The Beige Book is an update issued eight times every year by the Federal Reserve, offering an overview of the nation’s present economic situation. In the latest edition, issued Wednesday, it stated that, “many businesses expected heightened slack in the labor market going forward, eliminating any prior upward pressure on wage and price growth.” It’s a dire prediction, but also a trickle-down fantasy about how wages “grow.” There is nothing inevitable about the misery that may follow the current labor crisis. Instead, the same people and institutions that have long conspired to keep workers broke and scrambling will see new opportunities to advance their agenda.
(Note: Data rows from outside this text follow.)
//! Uniform tiling of a rectangle with square cells, used to lay out one track
//! per cell on a grid poster.

use runposter_core::XY;

/// A tiling of `columns × rows` square cells of side `cell_size`.
#[derive(Clone, Copy, Debug, PartialEq)]
pub struct GridSpec {
	pub cell_size: f64,
	pub columns: usize,
	pub rows: usize,
}

impl GridSpec {
	/// Number of cells in the grid.
	#[must_use]
	pub fn capacity(&self) -> usize {
		self.columns * self.rows
	}

	/// Column and row of the `index`-th cell, filled row by row.
	#[must_use]
	pub fn cell_position(&self, index: usize) -> (usize, usize) {
		(index % self.columns, index / self.columns)
	}
}

/// Finds the grid of square cells that holds `count` cells inside
/// `dimensions` with the least unused area.
///
/// Every `columns × rows` combination in `1..=count` with enough cells is
/// tried, columns ascending, then rows ascending; the first configuration with
/// minimal waste wins. This is `O(count²)`, which is fine for the track counts
/// of a poster (up to a few thousand) and keeps the layout stable.
///
/// Returns `None` if `count` is zero.
///
/// # Examples
/// ```
/// use runposter_core::XY;
/// use runposter_geometry::compute_grid;
///
/// let grid = compute_grid(4, XY::new(100.0, 100.0)).unwrap();
/// assert_eq!((grid.columns, grid.rows, grid.cell_size), (2, 2, 50.0));
/// ```
#[must_use]
pub fn compute_grid(count: usize, dimensions: XY) -> Option<GridSpec> {
	let mut best: Option<(f64, GridSpec)> = None;

	for columns in 1..=count {
		let size_x = dimensions.x / columns as f64;
		for rows in 1..=count {
			if columns * rows < count {
				continue;
			}
			let size_y = dimensions.y / rows as f64;
			let cell_size = size_x.min(size_y);
			let waste = dimensions.x * dimensions.y - count as f64 * cell_size * cell_size;
			if waste < 0.0 {
				continue;
			}
			if best.is_none_or(|(min_waste, _)| waste < min_waste) {
				best = Some((waste, GridSpec { cell_size, columns, rows }));
			}
		}
	}

	if let Some((waste, grid)) = &best {
		log::debug!("grid for {count} cells in {dimensions:?}: {grid:?}, wasting {waste}");
	}
	best.map(|(_, grid)| grid)
}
They always do.
Labor Secretary Eugene Scalia, son of the late Supreme Court Justice Antonio Scalia, has sought to roll back paid leave and prevent gig workers from accessing critical federal funds; Scalia also sat on memos that would have required employers to provide PPEs to their workers and made it easier for small business owners to cut off their employee’s access to family leave in a crisis that has so far claimed the lives of over 30,000 Americans. Secretary of the Treasury Steve Mnuchin joined Face the Nation earlier this week to declare that the $1,200 stimulus checks should last people for ten weeks, making it clear what kind of living he thinks millions of regular people are owed:
You can see the same thing happening beyond the White House—using the crisis to justify the things executives and politicians would have just done anyway. Dr. Anne Klibanski, the CEO of Partners Healthcare, the largest health care provider in Massachusetts, denied hazard pay requests by her nurses and doctors. State leaders like Minnesota’s Democratic Governor Tim Walz rolled back collective bargaining agreements as part of a series of emergency measures in the state, and raised alarm among unions about a precedent that might open the door for red states to further dig the foundation out from under organized labor. In Virginia, Democratic Governor Ralph Northam proposed pushing back a scheduled minimum wage bump. Throughout the media industry, furloughs, pay cuts, and layoffs have been favored by venture capital owned outlets, with some trying to make the measures permanent—Sports Illustrated recently fired longtime writer Grant Wahl without severance after Wahl refused to accept a 30 percent pay cut that would extend beyond the pandemic. Thanks to the work of unions like the Writers Guild of America East unit at Vox, some of the worst of these measures have been delayed or avoided, but, unfortunately, these cases have proven rare.
These are not mistakes or gaffes. President Trump printing his name on those relief checks and rolling out Mnuchin to tell the recipients they need to stretch them for two-and-a-half months is a clear message. They are laying out their grift and anti-labor operations brazenly because they feel they can. On the other side of the pandemic, whenever that day arrives, the labor fights that were already uphill climbs—the push for a $15 minimum wage, Medicare for All—will become even steeper because of what is happening right now. They will also be more necessary than ever.